Huston is known for examining human reactions to critical, life-changing experiences in his movies. Even though Stephen Crane was too young to fight in the Civil War, his short 1894 novel The Red Badge of Courage offered Huston the perfect vehicle to plumb the depths of a young man’s conflicted reactions to his first experiences of the horrors of war and his search for personal redemption. The central character of Henry Fielding, unnamed in the film, was played by genuine war hero Audie Murphy, America’s most decorated soldier. During his service in North Africa, Sicily and Italy, Murphy had seen how the realities of the battlefield brought out the strength of character in men or revealed the lack thereof. Pulitzer Prize-winning cartoonist Bill Mauldin plays a minor role as Henry‘s friend Tom.

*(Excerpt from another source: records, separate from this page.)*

use std::sync::mpsc::{Receiver, Sender};
use std::time::{Duration, SystemTime};

use fnv::FnvHashSet;

use crate::cloth::{plane, Cloth, MASS, REST_DISTANCE};
use crate::collider::{Ball, Floor};
use crate::controller_message::ControllerMessage;
use crate::pins::PinFormation;
use crate::V3;
use protocol::pr_model::PrModel;

pub const GRAVITY: f32 = 981.0 * 1.4;
pub const TIMESTEP: f32 = 18.0 / 1000.0;

/// Oscillating wind, strength and direction drift with elapsed time
/// (seconds).
pub fn wind_force(t: f32) -> V3 {
	let strength = (t / 7.0).cos() * 20.0 + 40.0;
	let dir = V3::new((t / 2.0).sin(), (t / 3.0).cos(), t.sin());
	dir.normalize() * strength
}

/// The simulation context: cloth, colliders, pins and the frame clock.
/// Owned by the driver, one `step` per display frame.
pub struct CWorld {
	pub dt: f32,
	pub time_scale: f32,
	iterations: usize,

	enable_wind: bool,
	show_ball: bool,

	// -1: always play
	// 0: pause
	// n: play n frames
	forward_frames: i32,

	time: f32,
	cloth: Cloth,
	gravity: V3,
	floor: Floor,
	ball: Ball,
	formation: PinFormation,
	pins: FnvHashSet<usize>,
}

impl Default for CWorld {
	fn default() -> Self {
		let (xsegs, ysegs) = (10, 10);
		let cloth = Cloth::new(
			xsegs,
			ysegs,
			plane(REST_DISTANCE * xsegs as f32, REST_DISTANCE * ysegs as f32),
		);
		let formation = PinFormation::Edge;
		Self {
			dt: TIMESTEP,
			time_scale: 1.0,
			iterations: 1,
			enable_wind: true,
			show_ball: false,
			forward_frames: -1,
			time: 0.0,
			pins: formation.indices(cloth.w),
			formation,
			cloth,
			gravity: V3::new(0.0, -GRAVITY * MASS, 0.0),
			floor: Floor { y: -250.0 },
			ball: Ball::new(60.0),
		}
	}
}

impl CWorld {
	pub fn with_cloth(mut self, cloth: Cloth) -> Self {
		self.pins = self.formation.indices(cloth.w);
		self.cloth = cloth;
		self
	}

	pub fn with_dt(mut self, dt: f32) -> Self {
		self.dt = dt;
		self
	}

	pub fn with_time_scale(mut self, time_scale: f32) -> Self {
		self.time_scale = time_scale;
		self
	}

	/// Relaxation passes per step. One pass matches the reference demo,
	/// higher counts trade speed for less visible stretch.
	pub fn with_iterations(mut self, iterations: usize) -> Self {
		self.iterations = iterations.max(1);
		self
	}

	pub fn with_wind(mut self, on: bool) -> Self {
		self.enable_wind = on;
		self
	}

	pub fn with_ball(mut self, on: bool) -> Self {
		self.show_ball = on;
		self
	}

	pub fn with_floor(mut self, y: f32) -> Self {
		self.floor = Floor { y };
		self
	}

	pub fn with_formation(mut self, formation: PinFormation) -> Self {
		self.set_formation(formation);
		self
	}

	pub fn with_paused(mut self) -> Self {
		self.forward_frames = 1; // provide first frame
		self
	}

	pub fn cloth(&self) -> &Cloth {
		&self.cloth
	}

	pub fn set_formation(&mut self, formation: PinFormation) {
		self.formation = formation;
		self.pins = formation.indices(self.cloth.w);
	}

	/// Replace the active pin set wholesale.
	pub fn set_pins(&mut self, pins: FnvHashSet<usize>) {
		self.pins = pins;
	}

	pub fn toggle_pins(&mut self) {
		let formation = PinFormation::random(&mut rand::thread_rng());
		eprintln!("INFO: pin formation {:?}", formation);
		self.set_formation(formation);
	}

	pub fn toggle_wind(&mut self) {
		self.enable_wind = !self.enable_wind;
	}

	pub fn toggle_ball(&mut self) {
		self.show_ball = !self.show_ball;
	}

	pub fn pr_model(&self) -> PrModel {
		let particles =
			self.cloth.particles.iter().map(|p| p.render()).collect();
		let constraints = self
			.cloth
			.constraints
			.iter()
			.enumerate()
			.map(|(id, c)| c.render(id))
			.collect();
		PrModel {
			particles,
			constraints,
			ball: self.ball.render(self.show_ball),
		}
	}

	#[cfg(not(debug_assertions))]
	fn integrate_particles(&mut self, dt2: f32) {
		use rayon::prelude::*;
		self.cloth
			.particles
			.par_iter_mut()
			.for_each(|p| p.integrate(dt2));
	}

	#[cfg(debug_assertions)]
	fn integrate_particles(&mut self, dt2: f32) {
		self.cloth
			.particles
			.iter_mut()
			.for_each(|p| p.integrate(dt2));
	}

	/// One fixed timestep at elapsed time `time` (seconds). Phase order
	/// matters: forces, integration, relaxation, collisions, pins.
	pub fn step(&mut self, time: f32) {
		if self.dt == 0f32 {
			return;
		}
		if self.enable_wind {
			self.cloth.add_wind_force(wind_force(time));
		}
		let gravity = self.gravity;
		for p in self.cloth.particles.iter_mut() {
			p.add_force(gravity);
		}
		self.integrate_particles(self.dt * self.dt);

		// sequential by design, corrections feed into later constraints
		for _ in 0..self.iterations {
			for c in self.cloth.constraints.iter() {
				c.satisfy(&mut self.cloth.particles);
			}
		}

		if self.show_ball {
			self.ball.orbit(time);
			for p in self.cloth.particles.iter_mut() {
				self.ball.apply(&mut p.pos);
			}
		}
		for p in self.cloth.particles.iter_mut() {
			self.floor.apply(&mut p.pos);
		}
		for &i in self.pins.iter() {
			self.cloth.particles[i].reset_to_origin();
		}
	}

	/// Advance one frame on the internal clock.
	pub fn run(&mut self) {
		self.time += self.dt;
		let time = self.time;
		self.step(time);
	}

	pub fn run_thread(
		&mut self,
		tx: Sender<PrModel>,
		rx: Receiver<ControllerMessage>,
	) {
		let mut start_time = SystemTime::now();
		let rtime: u64 = (self.dt * 1e6 * self.time_scale) as u64;
		let mut first_frame = true;
		loop {
			if self.forward_frames != 0 {
				if self.forward_frames > 0 {
					self.forward_frames -= 1;
				}
				if !first_frame {
					self.run();
				} else {
					first_frame = false;
				}
				let model = self.pr_model();
				if tx.send(model).is_err() {
					eprintln!("INFO: viewer closed, stop physics thread");
					return;
				}
			}

			let next_time = SystemTime::now();
			let dt = next_time
				.duration_since(start_time)
				.unwrap_or_default()
				.as_micros() as u64;
			while let Ok(msg) = rx.try_recv() {
				match msg {
					ControllerMessage::TogglePause => {
						if self.forward_frames == 0 {
							self.forward_frames = -1;
						} else {
							self.forward_frames = 0;
						}
					}
					ControllerMessage::FrameForward => {
						if self.forward_frames == 0 {
							self.forward_frames += 1;
						}
					}
					ControllerMessage::TogglePins => self.toggle_pins(),
					ControllerMessage::ToggleWind => self.toggle_wind(),
					ControllerMessage::ToggleBall => self.toggle_ball(),
				}
			}
			if dt < rtime {
				std::thread::sleep(Duration::from_micros(rtime - dt));
			}
			start_time = next_time;
		}
	}
}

The film skillfully portrays the young soldier experiencing feelings of anxiety and finally outright fear as he prepares for his first battle. Henry’s struggle with his own conscience begins when he quickly loses his illusions of heroism. After witnessing a friend’s death and being accidentally wounded by a retreating Union soldier (his red badge), he comes to terms with the realities of warfare. The movie has a blatantly Hollywood-type ending with Murphy leading a charge and holding the flag—an obvious symbolic statement that the hero has been redeemed in the eyes of his comrades and has progressed in understanding and accepting the manly arts of war.
Huston’s imaginative direction and cinematographer Harold Rosson’s intriguing camera work caused one critic to praise how the battlefield was being portrayed from the soldier’s point of view, noting “the ragged and nondescript infantry, the marches, the battle lines, the din, the dust, the cavalry charges, the enemy surging out of the clouds of smoke, and the pitiful, wretched lines of the wounded reaching and stumbling toward the rear.”
There are several gaffes in the film, but you have to look closely to find them. The forage caps of the Union troopers are shown to have crossed rifles on them, an emblem not adopted by the Army until 1876. Also, several of the troopers wading across a creek and up the bank are holding 1903 bolt-action Springfield rifles instead of muzzle-loading rifled muskets.
The film runs only 69 minutes because the distributor, Metro-Goldwyn-Mayer, insisted on substantial cuts before it would release it. Fortunately, much of the narration, taken from Crane’s language in the book and voiced by James Whitmore, remains to help move the action along. The Red Badge of Courage is no Saving Private Ryan and was never a box-office success. But as a Hollywood product with a subtle and often not-recognized antiwar subplot, it more than holds its own as a taut, well-crafted film that is faithful to its source and eloquently evokes the era on which it is based.